SPECIFICATION Precision weighing systems A known precision weighing system consists of a load receiver and a load meter. The load meter comprises a load equalizer, or equilibrium producer, a transducer and an indicator.

The load meter can include, for example, a testing body with strain gauges of the wire resistance type stuck on it. The testing body undergoes mechanical distortions which depend on the force F transmitted by the load receiver receiving a mass M. These distortions cause a variation in the resistance of the ,strain gauges which, with the aid of a suitable installation and an external supply, produces an electric signal which is a function of the force F.

The force F and the mass M are linked the relationship: F=Mg, g being the acceleration due to gravity. It is well known that g varies from place to place, its value at any place depending upon the latitude and altitude of that place. To take account of these variations, it is necessary, in the case of known high precision weighing systems, to calibrate each weighing system at its place of use, so that a sufficiently skilled person, having available the equipment necessary for the calibration, must be present at the place of use and each change in the place of use necessitates a new calibration. It is an object of the present invention to avoid these disadvantages.

According to a first aspect of the present invention, there is provided a method of calibrating a weighing system which includes a transducer which produces a signal in accordance with a force exerted by an article to be weighed, the method involving, in order approximately to compensate for the fact that the effect of gravity is not the same at all latitudes and altitudes, introducing into the weighing system a calibration signal or calibration signals relating to the latitude and the altitude of the place where the calibration is effected.

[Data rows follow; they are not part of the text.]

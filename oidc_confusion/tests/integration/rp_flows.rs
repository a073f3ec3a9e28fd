//! RP-testing steps against the mock relying party.

use std::sync::Arc;

use oidc_confusion::{
    ActorEnv, BehaviorCatalog, Harness, KEY_CONFUSION_ITERATIONS, KeyConfusionOp, OpServer,
    RoleSlot, ServerBehavior, TestObject, Verdict,
};

use crate::common::{MockRp, MockRpOptions, init_tracing, rp_config, test_harness_with};

async fn rp_object(
    options: MockRpOptions,
    catalog: BehaviorCatalog,
) -> (Harness, MockRp, Arc<TestObject>) {
    init_tracing();
    let harness = test_harness_with(catalog);
    let rp = MockRp::start(harness.clone(), options).await;
    let object = harness.objects().create_rp_test_object().unwrap();
    object.update_rp_config(rp_config(&rp.base)).unwrap();
    (harness, rp, object)
}

/// Builtin catalog whose key confusion OPs all share `scenario`.
fn sharing_key_confusion(scenario: Arc<KeyConfusionOp>) -> BehaviorCatalog {
    BehaviorCatalog::builtin().with_server(
        "key-confusion-op",
        Arc::new(
            move |env: ActorEnv, slot: RoleSlot| -> Box<dyn ServerBehavior> {
                Box::new(OpServer::new(env, slot, Box::new(scenario.clone())))
            },
        ),
    )
}

#[tokio::test]
async fn test_key_confusion_rejected_in_every_iteration() {
    // Given an RP taking keys only from the provider's jwks_uri
    let scenario = Arc::new(KeyConfusionOp::new());
    let (harness, rp, object) =
        rp_object(MockRpOptions::default(), sharing_key_confusion(scenario.clone())).await;

    // When running the key confusion step
    let verdict = object
        .run_step(harness.executor(), "Key-Confusion")
        .await
        .unwrap();

    // Then all three tokens were issued and rejected
    assert_eq!(verdict, Verdict::Pass);
    assert_eq!(scenario.issued(), 3);
    assert_eq!(scenario.issued(), KEY_CONFUSION_ITERATIONS);
    let key_requests = rp.key_requests.lock().unwrap().clone();
    assert_eq!(key_requests.len(), 3);
    assert!(key_requests.iter().all(|url| url.ends_with("/jwks")));
    let failures = rp.failures.lock().unwrap().clone();
    assert_eq!(failures.len(), 3);
    assert!(failures.iter().all(|reason| reason.starts_with("Unknown key")));

    // And the step left nothing behind
    assert!(harness.instances().is_empty());
}

#[tokio::test]
async fn test_key_confusion_via_jku_fails() {
    // Given an RP following the jku header of the ID token
    let scenario = Arc::new(KeyConfusionOp::new());
    let options = MockRpOptions {
        honor_jku: true,
        ..Default::default()
    };
    let (harness, rp, object) = rp_object(options, sharing_key_confusion(scenario.clone())).await;

    // When running the key confusion step
    let verdict = object
        .run_step(harness.executor(), "Key-Confusion")
        .await
        .unwrap();

    // Then the first token was accepted with the untrusted key
    assert_eq!(verdict, Verdict::Fail);
    assert_eq!(scenario.issued(), 1);
    let key_requests = rp.key_requests.lock().unwrap().clone();
    assert_eq!(key_requests.len(), 1);
    assert!(key_requests[0].ends_with("/untrusted-key"));
}

#[tokio::test]
async fn test_idp_confusion_honest_code_forwarded_fails() {
    // Given an RP redeeming codes with the provider of the latest login
    let options = MockRpOptions {
        follow_latest_login: true,
        ..Default::default()
    };
    let (harness, rp, object) = rp_object(options, BehaviorCatalog::builtin()).await;

    // When running the IdP confusion step
    let verdict = object
        .run_step(harness.executor(), "IdP-Confusion")
        .await
        .unwrap();

    // Then the honest code reached the evil token endpoint
    assert_eq!(verdict, Verdict::Fail);
    let token_requests = rp.token_requests.lock().unwrap().clone();
    assert_eq!(token_requests.len(), 1);
    assert!(token_requests[0].starts_with("http://evil-op.test/"));
    assert!(harness.instances().is_empty());
}

#[tokio::test]
async fn test_idp_confusion_code_kept_with_honest_op_passes() {
    // Given an RP redeeming codes with the provider its first login started at
    let (harness, rp, object) =
        rp_object(MockRpOptions::default(), BehaviorCatalog::builtin()).await;

    // When running the IdP confusion step
    let verdict = object
        .run_step(harness.executor(), "IdP-Confusion")
        .await
        .unwrap();

    // Then the code went back to the honest OP
    assert_eq!(verdict, Verdict::Pass);
    let token_requests = rp.token_requests.lock().unwrap().clone();
    assert_eq!(token_requests.len(), 1);
    assert!(token_requests[0].starts_with("http://honest-op.test/"));
}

According to a second aspect of the invention, there is provided a method of weighing, using a weighing system that has been calibrated by a method according to the first aspect of the invention, in which there is introduced into the weighing system a correction signal or correction signals relating to the latitude and the altitude of the place where the weighing is effected.

According to a third aspect of the invention, there is provided a precision weighing system including a transducer which produces a first signal in accordance with a force exerted by an article to be weighed, means for modifying that signal with another signal or other signals in accordance with the latitude and altitude of the place where the weighing system is situated, in order approximately to compensate for the fact that the effect of gravity is not the same as all latitudes and altitudes, and means for receiving the modified signal and using it to indicate and/or record the weight of the article.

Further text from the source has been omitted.